What is needed: All of the lines below should be output exactly as shown.

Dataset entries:
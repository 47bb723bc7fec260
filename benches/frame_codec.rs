//! Frame and payload codec benchmarks

use criterion::{black_box, criterion_group, criterion_main, BenchmarkId, Criterion, Throughput};
use voltage_slmp::dword::PseudoDwordSplitter;
use voltage_slmp::protocol::{decode_response, payload, subcommand, RequestFrame, ResponseFrame};
use voltage_slmp::{Command, DeviceCode, DeviceRanges, DwordItem, FrameVersion, Target};

fn bench_request_encode(c: &mut Criterion) {
    let mut group = c.benchmark_group("request_encode");
    for &count in &[1usize, 64, 960] {
        let words: Vec<u16> = (0..count as u16).collect();
        group.throughput(Throughput::Elements(count as u64));
        group.bench_with_input(BenchmarkId::new("word_write_4e", count), &words, |b, words| {
            b.iter(|| {
                RequestFrame::new(
                    FrameVersion::E4,
                    Command::DeviceWrite,
                    subcommand::WORD_UNITS,
                    payload::word_write(DeviceCode::D, 0, black_box(words)),
                )
                .with_serial(1)
                .encode()
            })
        });
    }
    group.finish();
}

fn bench_response_decode(c: &mut Criterion) {
    let mut group = c.benchmark_group("response_decode");
    for &count in &[1usize, 64, 960] {
        let data: Vec<u8> = (0..count as u16).flat_map(|w| w.to_le_bytes()).collect();
        for version in [FrameVersion::E3, FrameVersion::E4] {
            let frame = ResponseFrame::success(version, 7, Target::local(), data.clone()).encode();
            group.throughput(Throughput::Bytes(frame.len() as u64));
            group.bench_with_input(BenchmarkId::new(version.to_string(), count), &frame, |b, frame| {
                b.iter(|| decode_response(black_box(frame), version))
            });
        }
    }
    group.finish();
}

fn bench_bit_packing(c: &mut Criterion) {
    let bits: Vec<bool> = (0..7168).map(|i| i % 3 == 0).collect();
    let packed = payload::pack_bits_nibble(&bits);
    c.bench_function("pack_bits_nibble_7168", |b| b.iter(|| payload::pack_bits_nibble(black_box(&bits))));
    c.bench_function("unpack_bits_nibble_7168", |b| {
        b.iter(|| payload::unpack_bits_nibble(black_box(&packed), bits.len()))
    });
}

fn bench_dword_split(c: &mut Criterion) {
    let splitter = PseudoDwordSplitter::new(DeviceRanges::default());
    let items: Vec<DwordItem> = (0..480u32)
        .map(|i| DwordItem::new(DeviceCode::D, i * 2, i.wrapping_mul(0x0101_0101)))
        .collect();
    c.bench_function("dword_split_480", |b| b.iter(|| splitter.split(black_box(&items))));
}

criterion_group!(
    benches,
    bench_request_encode,
    bench_response_decode,
    bench_bit_packing,
    bench_dword_split
);
criterion_main!(benches);
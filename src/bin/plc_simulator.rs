/// SLMP PLC Simulator
///
/// Serves 3E/4E binary frames on TCP or UDP with seeded device data.
/// Usage: plc_simulator [bind_address] [tcp|udp] [error_rate]

use std::time::Duration;
use log::{error, info};
use tokio::signal;
use tokio::time::interval;

use voltage_slmp::{DeviceCode, PlcSimulator, SimulatorConfig, TransportKind};

#[tokio::main]
async fn main() -> anyhow::Result<()> {
    env_logger::builder()
        .filter_level(log::LevelFilter::Info)
        .init();

    let mut args = std::env::args().skip(1);
    let bind_address = args.next().unwrap_or_else(|| "127.0.0.1:5000".to_string());
    let transport = match args.next().as_deref() {
        Some("udp") | Some("UDP") => TransportKind::Udp,
        Some("tcp") | Some("TCP") | None => TransportKind::Tcp,
        Some(other) => anyhow::bail!("unknown transport '{}', expected tcp or udp", other),
    };

    let error_rate: f32 = match args.next() {
        Some(rate) => rate.parse()?,
        None => 0.0,
    };

    let config = SimulatorConfig {
        bind_address: bind_address.parse()?,
        transport,
        ..SimulatorConfig::default()
    };
    let mut simulator = PlcSimulator::with_config(config);
    if error_rate > 0.0 {
        simulator.set_error_rate(error_rate);
        info!("Answering {:.0}% of requests with a busy end code", error_rate * 100.0);
    }

    let memory = simulator.memory().clone();
    for i in 0..100u32 {
        memory.write_words(DeviceCode::D, i, &[1000 + i as u16]);
        memory.write_bits(DeviceCode::M, i, &[i % 3 == 0]);
    }
    memory.write_dword(DeviceCode::D, 200, 123_456_789);
    info!("Seeded D0-D99, M0-M99 and D200-D201");

    let local_addr = simulator.start().await?;
    println!("PLC simulator listening on {} ({})", local_addr, transport);
    println!("Press Ctrl+C to stop");

    // D1000 counts up once per second
    tokio::spawn(async move {
        let mut ticker = interval(Duration::from_secs(1));
        let mut counter = 0u16;
        loop {
            ticker.tick().await;
            counter = counter.wrapping_add(1);
            memory.write_words(DeviceCode::D, 1000, &[counter]);
            memory.write_bits(DeviceCode::SM, 412, &[counter % 2 == 0]);
        }
    });

    match signal::ctrl_c().await {
        Ok(()) => info!("Received interrupt signal, stopping simulator..."),
        Err(err) => error!("Failed to listen for interrupt signal: {}", err),
    }

    simulator.stop().await?;

    let stats = simulator.get_stats();
    info!("Final simulator statistics:");
    info!("   Total connections: {}", stats.connections_count);
    info!("   Total requests: {}", stats.total_requests);
    info!("   Error responses: {}", stats.error_responses);
    info!("   Bytes received: {} bytes", stats.bytes_received);
    info!("   Bytes sent: {} bytes", stats.bytes_sent);
    info!("   Uptime: {} seconds", stats.uptime_seconds);
    Ok(())
}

Reply to the exercise:
repository 47bb723bc7fec260
filename benches/frame_codec.rs
//! Frame and payload codec benchmarks

use criterion::{black_box, criterion_group, criterion_main, BenchmarkId, Criterion, Throughput};
use voltage_slmp::dword::PseudoDwordSplitter;
use voltage_slmp::protocol::{decode_response, payload, subcommand, RequestFrame, ResponseFrame};
use voltage_slmp::{Command, DeviceCode, DeviceRanges, DwordItem, FrameVersion, Target};

fn bench_request_encode(c: &mut Criterion) {
    let mut group = c.benchmark_group("request_encode");
    for &count in &[1usize, 64, 960] {
        let words: Vec<u16> = (0..count as u16).collect();
        group.throughput(Throughput::Elements(count as u64));
        group.bench_with_input(BenchmarkId::new("word_write_4e", count), &words, |b, words| {
            b.iter(|| {
                RequestFrame::new(
                    FrameVersion::E4,
                    Command::DeviceWrite,
                    subcommand::WORD_UNITS,
                    payload::word_write(DeviceCode::D, 0, black_box(words)),
                )
                .with_serial(1)
                .encode()
            })
        });
    }
    group.finish();
}

fn bench_response_decode(c: &mut Criterion) {
    let mut group = c.benchmark_group("response_decode");
    for &count in &[1usize, 64, 960] {
        let data: Vec<u8> = (0..count as u16).flat_map(|w| w.to_le_bytes()).collect();
        for version in [FrameVersion::E3, FrameVersion::E4] {
            let frame = ResponseFrame::success(version, 7, Target::local(), data.clone()).encode();
            group.throughput(Throughput::Bytes(frame.len() as u64));
            group.bench_with_input(BenchmarkId::new(version.to_string(), count), &frame, |b, frame| {
                b.iter(|| decode_response(black_box(frame), version))
            });
        }
    }
    group.finish();
}

fn bench_bit_packing(c: &mut Criterion) {
    let bits: Vec<bool> = (0..7168).map(|i| i % 3 == 0).collect();
    let packed = payload::pack_bits_nibble(&bits);
    c.bench_function("pack_bits_nibble_7168", |b| b.iter(|| payload::pack_bits_nibble(black_box(&bits))));
    c.bench_function("unpack_bits_nibble_7168", |b| {
        b.iter(|| payload::unpack_bits_nibble(black_box(&packed), bits.len()))
    });
}

fn bench_dword_split(c: &mut Criterion) {
    let splitter = PseudoDwordSplitter::new(DeviceRanges::default());
    let items: Vec<DwordItem> = (0..480u32)
        .map(|i| DwordItem::new(DeviceCode::D, i * 2, i.wrapping_mul(0x0101_0101)))
        .collect();
    c.bench_function("dword_split_480", |b| b.iter(|| splitter.split(black_box(&items))));
}

criterion_group!(
    benches,
    bench_request_encode,
    bench_response_decode,
    bench_bit_packing,
    bench_dword_split
);
criterion_main!(benches);
filename src/bin/plc_simulator.rs
/// SLMP PLC Simulator
///
/// Serves 3E/4E binary frames on TCP or UDP with seeded device data.
/// Usage: plc_simulator [bind_address] [tcp|udp] [error_rate]

use std::time::Duration;
use log::{error, info};
use tokio::signal;
use tokio::time::interval;

use voltage_slmp::{DeviceCode, PlcSimulator, SimulatorConfig, TransportKind};

#[tokio::main]
async fn main() -> anyhow::Result<()> {
    env_logger::builder()
        .filter_level(log::LevelFilter::Info)
        .init();

    let mut args = std::env::args().skip(1);
    let bind_address = args.next().unwrap_or_else(|| "127.0.0.1:5000".to_string());
    let transport = match args.next().as_deref() {
        Some("udp") | Some("UDP") => TransportKind::Udp,
        Some("tcp") | Some("TCP") | None => TransportKind::Tcp,
        Some(other) => anyhow::bail!("unknown transport '{}', expected tcp or udp", other),
    };

    let error_rate: f32 = match args.next() {
        Some(rate) => rate.parse()?,
        None => 0.0,
    };

    let config = SimulatorConfig {
        bind_address: bind_address.parse()?,
        transport,
        ..SimulatorConfig::default()
    };
    let mut simulator = PlcSimulator::with_config(config);
    if error_rate > 0.0 {
        simulator.set_error_rate(error_rate);
        info!("Answering {:.0}% of requests with a busy end code", error_rate * 100.0);
    }

    let memory = simulator.memory().clone();
    for i in 0..100u32 {
        memory.write_words(DeviceCode::D, i, &[1000 + i as u16]);
        memory.write_bits(DeviceCode::M, i, &[i % 3 == 0]);
    }
    memory.write_dword(DeviceCode::D, 200, 123_456_789);
    info!("Seeded D0-D99, M0-M99 and D200-D201");

    let local_addr = simulator.start().await?;
    println!("PLC simulator listening on {} ({})", local_addr, transport);
    println!("Press Ctrl+C to stop");

    // D1000 counts up once per second
    tokio::spawn(async move {
        let mut ticker = interval(Duration::from_secs(1));
        let mut counter = 0u16;
        loop {
            ticker.tick().await;
            counter = counter.wrapping_add(1);
            memory.write_words(DeviceCode::D, 1000, &[counter]);
            memory.write_bits(DeviceCode::SM, 412, &[counter % 2 == 0]);
        }
    });

    match signal::ctrl_c().await {
        Ok(()) => info!("Received interrupt signal, stopping simulator..."),
        Err(err) => error!("Failed to listen for interrupt signal: {}", err),
    }

    simulator.stop().await?;

    let stats = simulator.get_stats();
    info!("Final simulator statistics:");
    info!("   Total connections: {}", stats.connections_count);
    info!("   Total requests: {}", stats.total_requests);
    info!("   Error responses: {}", stats.error_responses);
    info!("   Bytes received: {} bytes", stats.bytes_received);
    info!("   Bytes sent: {} bytes", stats.bytes_sent);
    info!("   Uptime: {} seconds", stats.uptime_seconds);
    Ok(())
}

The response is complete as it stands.